» Exercise details
Locate the string "Creates" throughout the material and copy every line in which it occurs.

─── Input data

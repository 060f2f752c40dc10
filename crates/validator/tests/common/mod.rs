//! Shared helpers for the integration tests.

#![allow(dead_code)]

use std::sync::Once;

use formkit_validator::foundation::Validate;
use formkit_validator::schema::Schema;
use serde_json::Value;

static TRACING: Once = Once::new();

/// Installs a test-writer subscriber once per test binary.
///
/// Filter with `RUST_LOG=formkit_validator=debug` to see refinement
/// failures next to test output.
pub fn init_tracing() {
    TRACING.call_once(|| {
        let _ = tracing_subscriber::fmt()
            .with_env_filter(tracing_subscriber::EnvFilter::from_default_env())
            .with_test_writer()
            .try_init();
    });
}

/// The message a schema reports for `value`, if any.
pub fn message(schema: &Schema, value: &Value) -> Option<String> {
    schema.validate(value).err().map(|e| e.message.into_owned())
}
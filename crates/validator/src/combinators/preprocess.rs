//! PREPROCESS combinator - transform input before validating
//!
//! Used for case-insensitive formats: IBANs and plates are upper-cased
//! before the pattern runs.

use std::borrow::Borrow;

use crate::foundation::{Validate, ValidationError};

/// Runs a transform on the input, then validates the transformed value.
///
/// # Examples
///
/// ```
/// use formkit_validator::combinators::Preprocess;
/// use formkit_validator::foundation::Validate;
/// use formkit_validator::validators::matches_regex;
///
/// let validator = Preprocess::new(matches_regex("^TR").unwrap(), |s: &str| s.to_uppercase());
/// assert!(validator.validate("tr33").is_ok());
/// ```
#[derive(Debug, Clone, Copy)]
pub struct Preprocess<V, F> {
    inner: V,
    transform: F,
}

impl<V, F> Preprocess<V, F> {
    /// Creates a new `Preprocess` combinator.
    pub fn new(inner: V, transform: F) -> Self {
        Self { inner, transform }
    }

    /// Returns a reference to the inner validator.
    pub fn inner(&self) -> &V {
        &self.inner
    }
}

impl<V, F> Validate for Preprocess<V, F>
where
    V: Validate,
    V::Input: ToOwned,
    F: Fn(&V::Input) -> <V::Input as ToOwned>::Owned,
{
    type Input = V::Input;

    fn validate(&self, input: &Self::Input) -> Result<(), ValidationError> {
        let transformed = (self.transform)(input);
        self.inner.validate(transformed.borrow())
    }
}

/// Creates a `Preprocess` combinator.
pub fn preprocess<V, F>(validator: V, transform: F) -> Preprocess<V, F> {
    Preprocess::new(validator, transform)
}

──────
─── Input data

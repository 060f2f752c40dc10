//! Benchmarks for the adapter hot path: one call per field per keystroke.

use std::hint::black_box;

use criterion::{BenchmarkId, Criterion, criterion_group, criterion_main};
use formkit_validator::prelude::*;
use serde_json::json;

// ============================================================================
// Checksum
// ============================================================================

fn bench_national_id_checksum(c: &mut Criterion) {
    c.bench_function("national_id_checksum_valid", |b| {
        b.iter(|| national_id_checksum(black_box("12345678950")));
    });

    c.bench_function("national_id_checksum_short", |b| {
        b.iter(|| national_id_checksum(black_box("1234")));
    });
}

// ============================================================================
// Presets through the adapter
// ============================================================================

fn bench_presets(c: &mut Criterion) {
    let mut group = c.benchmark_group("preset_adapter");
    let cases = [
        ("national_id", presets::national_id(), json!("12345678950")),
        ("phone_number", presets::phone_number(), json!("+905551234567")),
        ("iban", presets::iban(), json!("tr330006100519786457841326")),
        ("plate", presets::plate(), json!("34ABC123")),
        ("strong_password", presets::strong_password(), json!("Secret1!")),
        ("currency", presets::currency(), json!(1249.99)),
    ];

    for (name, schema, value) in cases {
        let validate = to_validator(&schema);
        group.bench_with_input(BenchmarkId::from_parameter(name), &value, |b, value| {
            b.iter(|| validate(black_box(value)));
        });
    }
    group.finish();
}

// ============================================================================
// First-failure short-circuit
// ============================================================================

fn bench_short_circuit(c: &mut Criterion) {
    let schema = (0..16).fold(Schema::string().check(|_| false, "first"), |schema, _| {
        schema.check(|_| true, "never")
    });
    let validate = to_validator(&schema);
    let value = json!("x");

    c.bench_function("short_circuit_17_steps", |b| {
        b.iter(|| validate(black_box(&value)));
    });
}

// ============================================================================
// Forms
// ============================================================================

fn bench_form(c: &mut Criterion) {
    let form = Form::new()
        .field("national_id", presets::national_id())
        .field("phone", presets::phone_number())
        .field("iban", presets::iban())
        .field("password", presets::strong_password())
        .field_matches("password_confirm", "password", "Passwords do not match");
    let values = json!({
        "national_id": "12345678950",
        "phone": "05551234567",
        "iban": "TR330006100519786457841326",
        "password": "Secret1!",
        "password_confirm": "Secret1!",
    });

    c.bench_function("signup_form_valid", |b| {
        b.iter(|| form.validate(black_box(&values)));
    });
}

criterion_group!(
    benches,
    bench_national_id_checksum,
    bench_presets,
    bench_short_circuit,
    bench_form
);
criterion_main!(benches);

──────

» Answer to the problem
    /// Creates a new `Preprocess` combinator.
/// Creates a `Preprocess` combinator.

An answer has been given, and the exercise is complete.